Problem description: Which lines of the data contain the string "impl"? Copy every one of them.

=== Begin Enclosure ===

//! Merge candidate selection.
//!
//! A selector narrows the forked level-0 files down to the set one merge
//! will rewrite. Selectors are pure: they see only the snapshot slices they
//! are given, never the live registry. The estimated cost of a file is its
//! on-disk size.

use crate::error::CoreResult;
use crate::resource::FileResource;
use serde::{Deserialize, Serialize};
use std::sync::Arc;

/// Files chosen for one merge.
#[derive(Debug, Clone, Default)]
pub struct Selection {
    /// Sequence sources, in level order.
    pub sequence: Vec<Arc<FileResource>>,
    /// Unsequence sources, in level order.
    pub unsequence: Vec<Arc<FileResource>>,
}

impl Selection {
    /// Returns true if nothing was selected.
    #[must_use]
    pub fn is_empty(&self) -> bool {
        self.sequence.is_empty() && self.unsequence.is_empty()
    }

    /// Number of selected files on both axes.
    #[must_use]
    pub fn file_count(&self) -> usize {
        self.sequence.len() + self.unsequence.len()
    }

    /// Sum of the estimated costs of the selected files.
    #[must_use]
    pub fn estimated_cost(&self) -> u64 {
        total_size(&self.sequence).saturating_add(total_size(&self.unsequence))
    }

    /// Sources in merge order: sequence files, then unsequence files.
    #[must_use]
    pub fn sources(&self) -> Vec<Arc<FileResource>> {
        self.sequence.iter().chain(&self.unsequence).cloned().collect()
    }
}

/// Chooses merge sources under a cost budget.
pub trait MergeSelector: Send + Sync {
    /// Picks the subset of `sequence` and `unsequence` to merge together.
    ///
    /// # Errors
    ///
    /// Returns an error if selection cannot be performed; the caller treats
    /// that as "nothing to merge".
    fn select(
        &self,
        budget: u64,
        sequence: &[Arc<FileResource>],
        unsequence: &[Arc<FileResource>],
    ) -> CoreResult<Selection>;
}

/// Built-in selection strategies.
#[derive(Debug, Clone, Copy, PartialEq, Eq, Default, Serialize, Deserialize)]
#[serde(rename_all = "lowercase")]
pub enum SelectorKind {
    /// Unsequence files first, then sequence files in order until the
    /// budget is used up.
    #[default]
    Budgeted,
    /// Sequence files overlapping the unsequence data, taken from the
    /// newest end, admitted only as a whole.
    Overlap,
}

impl MergeSelector for SelectorKind {
    fn select(
        &self,
        budget: u64,
        sequence: &[Arc<FileResource>],
        unsequence: &[Arc<FileResource>],
    ) -> CoreResult<Selection> {
        Ok(match self {
            Self::Budgeted => select_budgeted(budget, sequence, unsequence),
            Self::Overlap => select_overlapping(budget, sequence, unsequence),
        })
    }
}

fn total_size(files: &[Arc<FileResource>]) -> u64 {
    files.iter().fold(0u64, |acc, f| acc.saturating_add(f.size()))
}

fn select_budgeted(
    budget: u64,
    sequence: &[Arc<FileResource>],
    unsequence: &[Arc<FileResource>],
) -> Selection {
    let mut cost = total_size(unsequence);
    if cost > budget {
        return Selection::default();
    }

    let mut selected = Vec::new();
    for file in sequence {
        let next = cost.saturating_add(file.size());
        if next > budget {
            break;
        }
        cost = next;
        selected.push(Arc::clone(file));
    }

    Selection {
        sequence: selected,
        unsequence: unsequence.to_vec(),
    }
}

fn select_overlapping(
    budget: u64,
    sequence: &[Arc<FileResource>],
    unsequence: &[Arc<FileResource>],
) -> Selection {
    let Some(earliest) = unsequence.iter().map(|f| f.time_range().start).min() else {
        return Selection::default();
    };

    let overlapping = sequence
        .iter()
        .rev()
        .take_while(|f| f.time_range().end > earliest)
        .count();
    let selection = Selection {
        sequence: sequence[sequence.len() - overlapping..].to_vec(),
        unsequence: unsequence.to_vec(),
    };

    if selection.estimated_cost() > budget {
        Selection::default()
    } else {
        selection
    }
}

#[cfg(test)]
mod tests {
    use super::*;
    use crate::types::{PartitionId, TimeRange};

    fn file(name: &str, start: i64, end: i64, size: u64) -> Arc<FileResource> {
        let path = format!("/sg/sequence/0/{name}");
        let file = FileResource::new(path, PartitionId::new(0), TimeRange::new(start, end), size).unwrap();
        file.close();
        Arc::new(file)
    }

    fn times(files: &[Arc<FileResource>]) -> Vec<u64> {
        files.iter().map(|f| f.name().time).collect()
    }

    #[test]
    fn budgeted_admits_everything_under_budget() {
        let seq = vec![file("1-1-0.tsfile", 0, 10, 10), file("2-1-0.tsfile", 11, 20, 10)];
        let unseq = vec![file("3-1-0.tsfile", 5, 15, 5)];

        let selection = SelectorKind::Budgeted.select(100, &seq, &unseq).unwrap();
        assert_eq!(times(&selection.sequence), vec![1, 2]);
        assert_eq!(times(&selection.unsequence), vec![3]);
        assert_eq!(selection.estimated_cost(), 25);
    }

    #[test]
    fn budgeted_stops_at_first_file_over_budget() {
        let seq = vec![
            file("1-1-0.tsfile", 0, 10, 10),
            file("2-1-0.tsfile", 11, 20, 50),
            file("3-1-0.tsfile", 21, 30, 1),
        ];
        let unseq = vec![file("4-1-0.tsfile", 5, 15, 5)];

        let selection = SelectorKind::Budgeted.select(20, &seq, &unseq).unwrap();
        assert_eq!(times(&selection.sequence), vec![1]);
    }

    #[test]
    fn budgeted_empty_when_unsequence_alone_too_big() {
        let seq = vec![file("1-1-0.tsfile", 0, 10, 1)];
        let unseq = vec![file("2-1-0.tsfile", 0, 10, 100)];
        assert!(SelectorKind::Budgeted.select(50, &seq, &unseq).unwrap().is_empty());
    }

    #[test]
    fn overlap_takes_newest_overlapping_run() {
        let seq = vec![
            file("1-1-0.tsfile", 0, 10, 1),
            file("2-1-0.tsfile", 11, 20, 1),
            file("3-1-0.tsfile", 21, 30, 1),
        ];
        let unseq = vec![file("4-1-0.tsfile", 15, 25, 1)];

        let selection = SelectorKind::Overlap.select(100, &seq, &unseq).unwrap();
        assert_eq!(times(&selection.sequence), vec![2, 3]);
        assert_eq!(times(&selection.unsequence), vec![4]);
    }

    #[test]
    fn overlap_is_all_or_nothing_under_budget() {
        let seq = vec![file("1-1-0.tsfile", 0, 10, 40), file("2-1-0.tsfile", 11, 20, 40)];
        let unseq = vec![file("3-1-0.tsfile", 0, 5, 40)];
        assert!(SelectorKind::Overlap.select(100, &seq, &unseq).unwrap().is_empty());
        assert_eq!(SelectorKind::Overlap.select(120, &seq, &unseq).unwrap().file_count(), 3);
    }

    #[test]
    fn overlap_without_unsequence_selects_nothing() {
        let seq = vec![file("1-1-0.tsfile", 0, 10, 1)];
        assert!(SelectorKind::Overlap.select(100, &seq, &[]).unwrap().is_empty());
    }

    #[test]
    fn sources_put_sequence_first() {
        let selection = Selection {
            sequence: vec![file("2-1-0.tsfile", 0, 1, 1)],
            unsequence: vec![file("1-1-0.tsfile", 0, 1, 1)],
        };
        assert_eq!(times(&selection.sources()), vec![2, 1]);
    }
}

=== End Enclosure ===

Exercise solution:
impl Selection {
impl MergeSelector for SelectorKind {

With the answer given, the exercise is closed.